-- TASK --
Please write out all of the entries without altering anything.

-- DATASET EXTRACT --
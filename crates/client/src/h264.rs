//! H.264 Annex B bitstream utilities.
//!
//! The depacketizer hands us Annex B access units. We only look inside them
//! to flag IDR frames and to recover the coded picture size from the SPS,
//! which the transport never reports.

/// Check if an Annex B H.264 access unit contains an IDR slice (NAL type 5).
pub fn h264_contains_idr(data: &[u8]) -> bool {
    extract_nals(data).iter().any(|(nal_type, _)| *nal_type == 5)
}

/// Extract NAL units from an Annex B byte stream.
/// Returns a Vec of (nal_type, payload_bytes) tuples.
pub fn extract_nals(data: &[u8]) -> Vec<(u8, &[u8])> {
    let mut nal_starts = Vec::new();

    let mut i = 0;
    while i + 2 < data.len() {
        if data[i] == 0 && data[i + 1] == 0 {
            if i + 3 < data.len() && data[i + 2] == 0 && data[i + 3] == 1 {
                nal_starts.push((i, i + 4));
                i += 4;
                continue;
            } else if data[i + 2] == 1 {
                nal_starts.push((i, i + 3));
                i += 3;
                continue;
            }
        }
        i += 1;
    }

    let mut nals = Vec::with_capacity(nal_starts.len());
    for (idx, &(_, start)) in nal_starts.iter().enumerate() {
        if start >= data.len() {
            continue;
        }
        let end = nal_starts
            .get(idx + 1)
            .map(|&(code_start, _)| code_start)
            .unwrap_or(data.len());
        if end <= start {
            continue;
        }
        nals.push((data[start] & 0x1F, &data[start..end]));
    }
    nals
}

/// Strip emulation-prevention bytes (the 0x03 in 00 00 03).
pub fn unescape_rbsp(nal: &[u8]) -> Vec<u8> {
    let mut out = Vec::with_capacity(nal.len());
    let mut zeros = 0;
    for &byte in nal {
        if zeros >= 2 && byte == 0x03 {
            zeros = 0;
            continue;
        }
        zeros = if byte == 0 { zeros + 1 } else { 0 };
        out.push(byte);
    }
    out
}

#[derive(Debug, Clone, Copy, PartialEq, Eq)]
pub struct SpsInfo {
    pub profile_idc: u8,
    pub level_idc: u8,
    /// Display width after cropping
    pub width: u32,
    /// Display height after cropping
    pub height: u32,
}

/// Exp-Golomb bit reader for H.264 SPS parsing.
struct BitReader<'a> {
    data: &'a [u8],
    byte_offset: usize,
    bit_offset: u8,
}

impl<'a> BitReader<'a> {
    fn new(data: &'a [u8]) -> Self {
        Self {
            data,
            byte_offset: 0,
            bit_offset: 0,
        }
    }

    fn read_bit(&mut self) -> Option<u8> {
        let byte = *self.data.get(self.byte_offset)?;
        let bit = (byte >> (7 - self.bit_offset)) & 1;
        self.bit_offset += 1;
        if self.bit_offset == 8 {
            self.bit_offset = 0;
            self.byte_offset += 1;
        }
        Some(bit)
    }

    fn read_flag(&mut self) -> Option<bool> {
        Some(self.read_bit()? == 1)
    }

    fn read_bits(&mut self, n: u8) -> Option<u32> {
        let mut val = 0u32;
        for _ in 0..n {
            val = (val << 1) | self.read_bit()? as u32;
        }
        Some(val)
    }

    /// Read unsigned Exp-Golomb coded value.
    fn read_ue(&mut self) -> Option<u32> {
        let mut leading_zeros = 0u32;
        while self.read_bit()? == 0 {
            leading_zeros += 1;
            if leading_zeros > 31 {
                return None;
            }
        }
        if leading_zeros == 0 {
            return Some(0);
        }
        let suffix = self.read_bits(leading_zeros as u8)?;
        Some((1 << leading_zeros) - 1 + suffix)
    }

    /// Read signed Exp-Golomb coded value.
    fn read_se(&mut self) -> Option<i32> {
        let val = self.read_ue()?;
        if val % 2 == 1 {
            Some((val / 2 + 1) as i32)
        } else {
            Some(-((val / 2) as i32))
        }
    }

    fn skip_scaling_list(&mut self, size: usize) -> Option<()> {
        let mut last_scale = 8i32;
        let mut next_scale = 8i32;
        for _ in 0..size {
            if next_scale != 0 {
                let delta = self.read_se()?;
                next_scale = (last_scale + delta + 256) % 256;
            }
            if next_scale != 0 {
                last_scale = next_scale;
            }
        }
        Some(())
    }
}

const HIGH_PROFILES: [u8; 12] = [100, 110, 122, 244, 44, 83, 86, 118, 128, 138, 139, 134];

/// Parse an SPS NAL unit (including the NAL header byte, still escaped).
pub fn parse_sps(nal_data: &[u8]) -> Option<SpsInfo> {
    if nal_data.len() < 4 || nal_data[0] & 0x1F != 7 {
        return None;
    }
    let rbsp = unescape_rbsp(nal_data);
    if rbsp.len() < 4 {
        return None;
    }

    let profile_idc = rbsp[1];
    let level_idc = rbsp[3];
    let mut reader = BitReader::new(&rbsp[4..]);

    // seq_parameter_set_id
    reader.read_ue()?;

    let mut chroma_format_idc = 1;
    let mut separate_colour_plane = false;
    if HIGH_PROFILES.contains(&profile_idc) {
        chroma_format_idc = reader.read_ue()?;
        if chroma_format_idc == 3 {
            separate_colour_plane = reader.read_flag()?;
        }
        reader.read_ue()?; // bit_depth_luma_minus8
        reader.read_ue()?; // bit_depth_chroma_minus8
        reader.read_bit()?; // qpprime_y_zero_transform_bypass_flag
        if reader.read_flag()? {
            let count = if chroma_format_idc != 3 { 8 } else { 12 };
            for i in 0..count {
                if reader.read_flag()? {
                    reader.skip_scaling_list(if i < 6 { 16 } else { 64 })?;
                }
            }
        }
    }

    reader.read_ue()?; // log2_max_frame_num_minus4
    match reader.read_ue()? {
        0 => {
            reader.read_ue()?; // log2_max_pic_order_cnt_lsb_minus4
        }
        1 => {
            reader.read_bit()?; // delta_pic_order_always_zero_flag
            reader.read_se()?; // offset_for_non_ref_pic
            reader.read_se()?; // offset_for_top_to_bottom_field
            for _ in 0..reader.read_ue()? {
                reader.read_se()?;
            }
        }
        _ => {}
    }

    reader.read_ue()?; // max_num_ref_frames
    reader.read_bit()?; // gaps_in_frame_num_value_allowed_flag
    let width_in_mbs = reader.read_ue()? + 1;
    let height_in_map_units = reader.read_ue()? + 1;
    let frame_mbs_only = reader.read_flag()?;
    if !frame_mbs_only {
        reader.read_bit()?; // mb_adaptive_frame_field_flag
    }
    reader.read_bit()?; // direct_8x8_inference_flag

    let (mut crop_left, mut crop_right, mut crop_top, mut crop_bottom) = (0, 0, 0, 0);
    if reader.read_flag()? {
        crop_left = reader.read_ue()?;
        crop_right = reader.read_ue()?;
        crop_top = reader.read_ue()?;
        crop_bottom = reader.read_ue()?;
    }

    let field_factor = if frame_mbs_only { 1 } else { 2 };
    let (crop_unit_x, crop_unit_y) = if separate_colour_plane || chroma_format_idc == 0 {
        (1, field_factor)
    } else {
        let sub_width_c = if chroma_format_idc == 3 { 1 } else { 2 };
        let sub_height_c = if chroma_format_idc == 1 { 2 } else { 1 };
        (sub_width_c, sub_height_c * field_factor)
    };

    let width = (width_in_mbs * 16).checked_sub(crop_unit_x * (crop_left + crop_right))?;
    let height = (field_factor * height_in_map_units * 16)
        .checked_sub(crop_unit_y * (crop_top + crop_bottom))?;

    Some(SpsInfo {
        profile_idc,
        level_idc,
        width,
        height,
    })
}

/// Picture size from the first SPS in an access unit, if any.
pub fn access_unit_dimensions(data: &[u8]) -> Option<(u32, u32)> {
    extract_nals(data)
        .into_iter()
        .filter(|(nal_type, _)| *nal_type == 7)
        .find_map(|(_, nal)| parse_sps(nal))
        .map(|sps| (sps.width, sps.height))
        .filter(|&(w, h)| w > 0 && h > 0)
}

-- EXPECTED ANSWER --
filename crates/client/src/h264.rs
//! H.264 Annex B bitstream utilities.
//!
//! The depacketizer hands us Annex B access units. We only look inside them
//! to flag IDR frames and to recover the coded picture size from the SPS,
//! which the transport never reports.

/// Check if an Annex B H.264 access unit contains an IDR slice (NAL type 5).
pub fn h264_contains_idr(data: &[u8]) -> bool {
    extract_nals(data).iter().any(|(nal_type, _)| *nal_type == 5)
}

/// Extract NAL units from an Annex B byte stream.
/// Returns a Vec of (nal_type, payload_bytes) tuples.
pub fn extract_nals(data: &[u8]) -> Vec<(u8, &[u8])> {
    let mut nal_starts = Vec::new();

    let mut i = 0;
    while i + 2 < data.len() {
        if data[i] == 0 && data[i + 1] == 0 {
            if i + 3 < data.len() && data[i + 2] == 0 && data[i + 3] == 1 {
                nal_starts.push((i, i + 4));
                i += 4;
                continue;
            } else if data[i + 2] == 1 {
                nal_starts.push((i, i + 3));
                i += 3;
                continue;
            }
        }
        i += 1;
    }

    let mut nals = Vec::with_capacity(nal_starts.len());
    for (idx, &(_, start)) in nal_starts.iter().enumerate() {
        if start >= data.len() {
            continue;
        }
        let end = nal_starts
            .get(idx + 1)
            .map(|&(code_start, _)| code_start)
            .unwrap_or(data.len());
        if end <= start {
            continue;
        }
        nals.push((data[start] & 0x1F, &data[start..end]));
    }
    nals
}

/// Strip emulation-prevention bytes (the 0x03 in 00 00 03).
pub fn unescape_rbsp(nal: &[u8]) -> Vec<u8> {
    let mut out = Vec::with_capacity(nal.len());
    let mut zeros = 0;
    for &byte in nal {
        if zeros >= 2 && byte == 0x03 {
            zeros = 0;
            continue;
        }
        zeros = if byte == 0 { zeros + 1 } else { 0 };
        out.push(byte);
    }
    out
}

#[derive(Debug, Clone, Copy, PartialEq, Eq)]
pub struct SpsInfo {
    pub profile_idc: u8,
    pub level_idc: u8,
    /// Display width after cropping
    pub width: u32,
    /// Display height after cropping
    pub height: u32,
}

/// Exp-Golomb bit reader for H.264 SPS parsing.
struct BitReader<'a> {
    data: &'a [u8],
    byte_offset: usize,
    bit_offset: u8,
}

impl<'a> BitReader<'a> {
    fn new(data: &'a [u8]) -> Self {
        Self {
            data,
            byte_offset: 0,
            bit_offset: 0,
        }
    }

    fn read_bit(&mut self) -> Option<u8> {
        let byte = *self.data.get(self.byte_offset)?;
        let bit = (byte >> (7 - self.bit_offset)) & 1;
        self.bit_offset += 1;
        if self.bit_offset == 8 {
            self.bit_offset = 0;
            self.byte_offset += 1;
        }
        Some(bit)
    }

    fn read_flag(&mut self) -> Option<bool> {
        Some(self.read_bit()? == 1)
    }

    fn read_bits(&mut self, n: u8) -> Option<u32> {
        let mut val = 0u32;
        for _ in 0..n {
            val = (val << 1) | self.read_bit()? as u32;
        }
        Some(val)
    }

    /// Read unsigned Exp-Golomb coded value.
    fn read_ue(&mut self) -> Option<u32> {
        let mut leading_zeros = 0u32;
        while self.read_bit()? == 0 {
            leading_zeros += 1;
            if leading_zeros > 31 {
                return None;
            }
        }
        if leading_zeros == 0 {
            return Some(0);
        }
        let suffix = self.read_bits(leading_zeros as u8)?;
        Some((1 << leading_zeros) - 1 + suffix)
    }

    /// Read signed Exp-Golomb coded value.
    fn read_se(&mut self) -> Option<i32> {
        let val = self.read_ue()?;
        if val % 2 == 1 {
            Some((val / 2 + 1) as i32)
        } else {
            Some(-((val / 2) as i32))
        }
    }

    fn skip_scaling_list(&mut self, size: usize) -> Option<()> {
        let mut last_scale = 8i32;
        let mut next_scale = 8i32;
        for _ in 0..size {
            if next_scale != 0 {
                let delta = self.read_se()?;
                next_scale = (last_scale + delta + 256) % 256;
            }
            if next_scale != 0 {
                last_scale = next_scale;
            }
        }
        Some(())
    }
}

const HIGH_PROFILES: [u8; 12] = [100, 110, 122, 244, 44, 83, 86, 118, 128, 138, 139, 134];

/// Parse an SPS NAL unit (including the NAL header byte, still escaped).
pub fn parse_sps(nal_data: &[u8]) -> Option<SpsInfo> {
    if nal_data.len() < 4 || nal_data[0] & 0x1F != 7 {
        return None;
    }
    let rbsp = unescape_rbsp(nal_data);
    if rbsp.len() < 4 {
        return None;
    }

    let profile_idc = rbsp[1];
    let level_idc = rbsp[3];
    let mut reader = BitReader::new(&rbsp[4..]);

    // seq_parameter_set_id
    reader.read_ue()?;

    let mut chroma_format_idc = 1;
    let mut separate_colour_plane = false;
    if HIGH_PROFILES.contains(&profile_idc) {
        chroma_format_idc = reader.read_ue()?;
        if chroma_format_idc == 3 {
            separate_colour_plane = reader.read_flag()?;
        }
        reader.read_ue()?; // bit_depth_luma_minus8
        reader.read_ue()?; // bit_depth_chroma_minus8
        reader.read_bit()?; // qpprime_y_zero_transform_bypass_flag
        if reader.read_flag()? {
            let count = if chroma_format_idc != 3 { 8 } else { 12 };
            for i in 0..count {
                if reader.read_flag()? {
                    reader.skip_scaling_list(if i < 6 { 16 } else { 64 })?;
                }
            }
        }
    }

    reader.read_ue()?; // log2_max_frame_num_minus4
    match reader.read_ue()? {
        0 => {
            reader.read_ue()?; // log2_max_pic_order_cnt_lsb_minus4
        }
        1 => {
            reader.read_bit()?; // delta_pic_order_always_zero_flag
            reader.read_se()?; // offset_for_non_ref_pic
            reader.read_se()?; // offset_for_top_to_bottom_field
            for _ in 0..reader.read_ue()? {
                reader.read_se()?;
            }
        }
        _ => {}
    }

    reader.read_ue()?; // max_num_ref_frames
    reader.read_bit()?; // gaps_in_frame_num_value_allowed_flag
    let width_in_mbs = reader.read_ue()? + 1;
    let height_in_map_units = reader.read_ue()? + 1;
    let frame_mbs_only = reader.read_flag()?;
    if !frame_mbs_only {
        reader.read_bit()?; // mb_adaptive_frame_field_flag
    }
    reader.read_bit()?; // direct_8x8_inference_flag

    let (mut crop_left, mut crop_right, mut crop_top, mut crop_bottom) = (0, 0, 0, 0);
    if reader.read_flag()? {
        crop_left = reader.read_ue()?;
        crop_right = reader.read_ue()?;
        crop_top = reader.read_ue()?;
        crop_bottom = reader.read_ue()?;
    }

    let field_factor = if frame_mbs_only { 1 } else { 2 };
    let (crop_unit_x, crop_unit_y) = if separate_colour_plane || chroma_format_idc == 0 {
        (1, field_factor)
    } else {
        let sub_width_c = if chroma_format_idc == 3 { 1 } else { 2 };
        let sub_height_c = if chroma_format_idc == 1 { 2 } else { 1 };
        (sub_width_c, sub_height_c * field_factor)
    };

    let width = (width_in_mbs * 16).checked_sub(crop_unit_x * (crop_left + crop_right))?;
    let height = (field_factor * height_in_map_units * 16)
        .checked_sub(crop_unit_y * (crop_top + crop_bottom))?;

    Some(SpsInfo {
        profile_idc,
        level_idc,
        width,
        height,
    })
}

/// Picture size from the first SPS in an access unit, if any.
pub fn access_unit_dimensions(data: &[u8]) -> Option<(u32, u32)> {
    extract_nals(data)
        .into_iter()
        .filter(|(nal_type, _)| *nal_type == 7)
        .find_map(|(_, nal)| parse_sps(nal))
        .map(|sps| (sps.width, sps.height))
        .filter(|&(w, h)| w > 0 && h > 0)
}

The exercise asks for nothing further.